Faciliter la transmission, réduire l’impôt sur les sociétés, encourager l’export, la R&D… Il existe de multiples pistes pour dynamiser les PME. L’une d’elles n’est que rarement évoquée : encourager l’entrepreneuriat féminin.
Entrepreneuriat féminin : un levier de croissance à ne pas négliger
Publiée en début d’année, l’étude "Influence économique des entreprises dirigées par les femmes en France", réalisée par la CPME et les Alfas de l’économie, met en avant un levier d’action encore sous-exploité pour soutenir l’emploi et les recettes publiques : encourager l’entrepreneuriat féminin.
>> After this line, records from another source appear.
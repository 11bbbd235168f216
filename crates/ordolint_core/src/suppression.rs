//! Inline suppression directives.
//!
//! ```text
//! /* ordolint-disable */            everything until ordolint-enable
//! // ordolint-disable no-tabs      only the listed rules
//! // ordolint-enable no-tabs       closes the matching region
//! foo()  // ordolint-disable-line  the current line only
//! ```
//!
//! Rule ids are qualified (`namespace:id` outside the standard set) and
//! may be separated by spaces or commas.

use std::ops::{ControlFlow, Range};

use ordolint_ast::{NodeKind, SyntaxTree, walk_preorder};
use tracing::debug;

use crate::line_index::LineIndex;

const DISABLE: &str = "ordolint-disable";
const ENABLE: &str = "ordolint-enable";
const DISABLE_LINE: &str = "ordolint-disable-line";

#[derive(Debug, Clone, PartialEq, Eq)]
struct Region {
    range: Range<u32>,
    /// Empty means every rule.
    rules: Vec<String>,
}

impl Region {
    fn covers_rule(&self, rule_id: &str) -> bool {
        self.rules.is_empty() || self.rules.iter().any(|r| r == rule_id)
    }

    /// A region running to the end of the text also covers the end offset.
    fn contains(&self, offset: u32, text_len: u32) -> bool {
        self.range.start <= offset && (offset < self.range.end || self.range.end >= text_len)
    }
}

#[derive(Debug, PartialEq, Eq)]
enum Directive {
    Disable(Vec<String>),
    Enable(Vec<String>),
    DisableLine(Vec<String>),
}

/// Answers whether a rule is silenced at a given offset.
#[derive(Debug, Clone, Default)]
pub struct SuppressionLocator {
    regions: Vec<Region>,
    /// Offset of the first token that is not BOM, whitespace or newline.
    file_start: u32,
    text_len: u32,
}

impl SuppressionLocator {
    /// A locator that suppresses nothing.
    pub fn none() -> Self {
        Self::default()
    }

    /// Collects directives from the comment leaves of `tree`.
    pub fn from_tree(tree: &SyntaxTree, lines: &LineIndex) -> Self {
        let mut regions = Vec::new();
        let mut open: Vec<(u32, Vec<String>)> = Vec::new();
        let mut file_start = None;

        let _ = walk_preorder(tree, |node| {
            let kind = node.kind();
            if file_start.is_none()
                && node.is_leaf()
                && !matches!(kind, NodeKind::Bom | NodeKind::Whitespace | NodeKind::Newline)
            {
                file_start = Some(node.start_offset());
            }
            if !kind.is_comment() {
                return ControlFlow::Continue(());
            }
            let offset = node.start_offset();
            match node.text().and_then(parse_directive) {
                Some(Directive::Disable(rules)) => open.push((offset, rules)),
                Some(Directive::Enable(rules)) => {
                    let wanted = normalized(&rules);
                    if let Some(index) = open.iter().rposition(|(_, r)| normalized(r) == wanted) {
                        let (start, rules) = open.remove(index);
                        regions.push(Region {
                            range: start..offset,
                            rules,
                        });
                    }
                }
                Some(Directive::DisableLine(rules)) => regions.push(Region {
                    range: lines.line_range(offset),
                    rules,
                }),
                None => {}
            }
            ControlFlow::Continue(())
        });

        let end = tree.text_len();
        regions.extend(open.into_iter().map(|(start, rules)| Region {
            range: start..end,
            rules,
        }));

        if !regions.is_empty() {
            debug!("Found {} suppression region(s)", regions.len());
        }

        Self {
            regions,
            file_start: file_start.unwrap_or(end),
            text_len: end,
        }
    }

    pub fn is_empty(&self) -> bool {
        self.regions.is_empty()
    }

    /// Returns true if `rule_id` is suppressed at `offset`.
    ///
    /// Leading trivia belongs to the first token. A region left open until
    /// the end of the text also covers the end offset itself.
    ///
    /// Root visits tend to edit the end of the file, so the root counts as
    /// suppressed as soon as a region covering the rule reaches the end.
    pub fn is_suppressed(&self, offset: u32, rule_id: &str, is_root: bool) -> bool {
        let offset = offset.max(self.file_start);
        self.regions.iter().any(|region| {
            let applies = if is_root {
                region.range.end >= self.text_len
            } else {
                region.contains(offset, self.text_len)
            };
            applies && region.covers_rule(rule_id)
        })
    }
}

fn normalized(rules: &[String]) -> Vec<&str> {
    let mut rules: Vec<&str> = rules.iter().map(String::as_str).collect();
    rules.sort_unstable();
    rules
}

fn parse_directive(comment: &str) -> Option<Directive> {
    let body = if let Some(rest) = comment.strip_prefix("//") {
        rest
    } else {
        comment.strip_prefix("/*")?.strip_suffix("*/")?
    };

    let mut words = body
        .split(|c: char| c.is_whitespace() || c == ',')
        .filter(|w| !w.is_empty());
    let keyword = words.next()?;
    let rules: Vec<String> = words.map(str::to_string).collect();

    match keyword {
        DISABLE => Some(Directive::Disable(rules)),
        ENABLE => Some(Directive::Enable(rules)),
        DISABLE_LINE => Some(Directive::DisableLine(rules)),
        _ => None,
    }
}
Pour le président de la CPME, Amir Reza-Tofighi, ce rapport constitue un "diagnostic lucide et pragmatique qui met en lumière une anomalie économique que notre pays ne peut plus se permettre d’ignorer : les femmes n’ont jamais autant entrepris". Pourtant, déplore-t-il, "ce dynamisme ne se traduit pas en puissance économique. Libérer le potentiel de l’entrepreneuriat féminin n’est pas une option, mais un impératif économique. C’est un des leviers de croissance les plus puissants et les plus immédiats dont dispose la France". Plongée dans la "cartographie d’un potentiel immense", pour reprendre les mots de Fariha Shah, vice-présidente de la CMPE en charge de l’entrepreneuriat des femmes.
CA, taille, création d’emplois : un gender gap
Premier enseignement, 26 % des entreprises entrant dans la catégorie des TPE, PME et ETI sont dirigées par des femmes, lesquelles sont de plus en plus nombreuses à se lancer dans le grand bain. En 2024, 33 % des sociétés créées l’ont ainsi été par des femmes.
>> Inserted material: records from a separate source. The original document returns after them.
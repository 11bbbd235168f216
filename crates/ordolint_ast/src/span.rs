//! Span and position types for source locations.

use serde::{Deserialize, Serialize};

/// A position in source text.
///
/// Both line and column are 1-indexed; the column counts chars, not bytes.
#[derive(Debug, Clone, Copy, PartialEq, Eq, Hash, PartialOrd, Ord, Serialize, Deserialize)]
pub struct Position {
    /// Line number (1-indexed).
    pub line: u32,
    /// Column number (1-indexed, in chars).
    pub column: u32,
}

impl Position {
    /// Creates a new position.
    #[inline]
    pub const fn new(line: u32, column: u32) -> Self {
        Self { line, column }
    }
}

/// A byte range in source text, end exclusive.
#[derive(
    Debug, Clone, Copy, Default, PartialEq, Eq, Hash, PartialOrd, Ord, Serialize, Deserialize,
)]
pub struct Span {
    /// Start byte offset (inclusive).
    pub start: u32,
    /// End byte offset (exclusive).
    pub end: u32,
}

impl Span {
    /// Creates a new span.
    #[inline]
    pub const fn new(start: u32, end: u32) -> Self {
        Self { start, end }
    }

    /// Returns the length of the span in bytes.
    #[inline]
    pub const fn len(&self) -> u32 {
        self.end - self.start
    }

    /// Returns true if the span is empty.
    #[inline]
    pub const fn is_empty(&self) -> bool {
        self.start == self.end
    }

    /// Returns true if this span contains the given offset.
    #[inline]
    pub const fn contains(&self, offset: u32) -> bool {
        self.start <= offset && offset < self.end
    }
}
"Libérer le potentiel de l’entrepreneuriat féminin n’est pas une option, mais un impératif économique. C’est un des leviers de croissance les plus puissants et les plus immédiats dont dispose la France"
Les dirigeantes restent toutefois à la tête de structures plus petites que leurs homologues masculins. Elles ne sont que 19 % à tenir les rênes de PME et 17 % d’ETI. En restant sur le périmètre des TPE-PME-ETI, si les femmes représentent certes un peu plus d’un quart des dirigeants, elles ne "pèsent" que 14 % des emplois totaux et 12,5 % du chiffre d’affaires global. L’étude pointe également que le chiffre d’affaires moyen de leurs entreprises est 2,4 fois inférieur à celui des structures dirigées par des hommes.
Les raisons d’un clivage
La lecture du rapport permet de mieux comprendre ce qui coince. Le principal point saillant n’est pas que les patronnes soient moins nombreuses que les patrons. Le plus frappant est la différence de taille et de CA entre "boîtes masculines" et "boîtes féminines". Comment l’expliquer ?
L’idée selon laquelle une femme serait moins performante qu’un homme n’est étayée par aucune statistique, bien au contraire : "Toutes catégories confondues sur le périmètre (micro, PME, ETI), les entreprises dirigées par des femmes affichent une marge brute moyenne de 62,2 %, surpassant de +1,8 point celle des hommes (60,4 %). Leur rentabilité (EBITDA/CA) moyenne s’établit à 6,2 %, un niveau quasiment identique à celui observé chez les hommes (6,1 %)", selon le rapport.
Les auteurs soulignent que le principal facteur expliquant cet écart tient au fait que "les secteurs à forte valeur ajoutée et ayant connu une forte croissance sur dix ans (conseil, ingénierie, numérique, finance, BTP) demeurent marqués par une sous-représentation des femmes". En somme, le principal problème se situe plus en amont : les femmes demeurent encore trop peu nombreuses dans les professions scientifiques.
Deux freins principaux ont été identifiés. Le premier tient à la bureaucratie. Normes, formulaires, chausse-trappes sont si nombreux que les déjouer est chronophage. Or, les petites sociétés, où les femmes sont davantage représentées, consacrent un temps considérable à cette « paperasse ». Plus préoccupant encore, l’étude cite une étude de la Fédération bancaire française (FBF) de juillet 2025. Elle révèle qu’à chaque étape du financement, les entreprises dirigées par des femmes bénéficient d’un soutien financier inférieur à celui accordé à leurs homologues masculins, qu’il s’agisse du recours au financement ou du montant octroyé.
Au-delà de l’enjeu d’égalité, l’étude souligne également les bénéfices économiques d’un renforcement de l’entrepreneuriat féminin. C’est également un moyen efficace d’augmenter le taux d’emploi, de réduire le déficit commercial, mais aussi de faire rentrer plus d’argent dans les caisses de l’État. Si les entreprises dirigées par des femmes avaient exactement les mêmes KPI que celles pilotées par des hommes, le chiffre d’affaires additionnel serait de 221 milliards d’euros par an.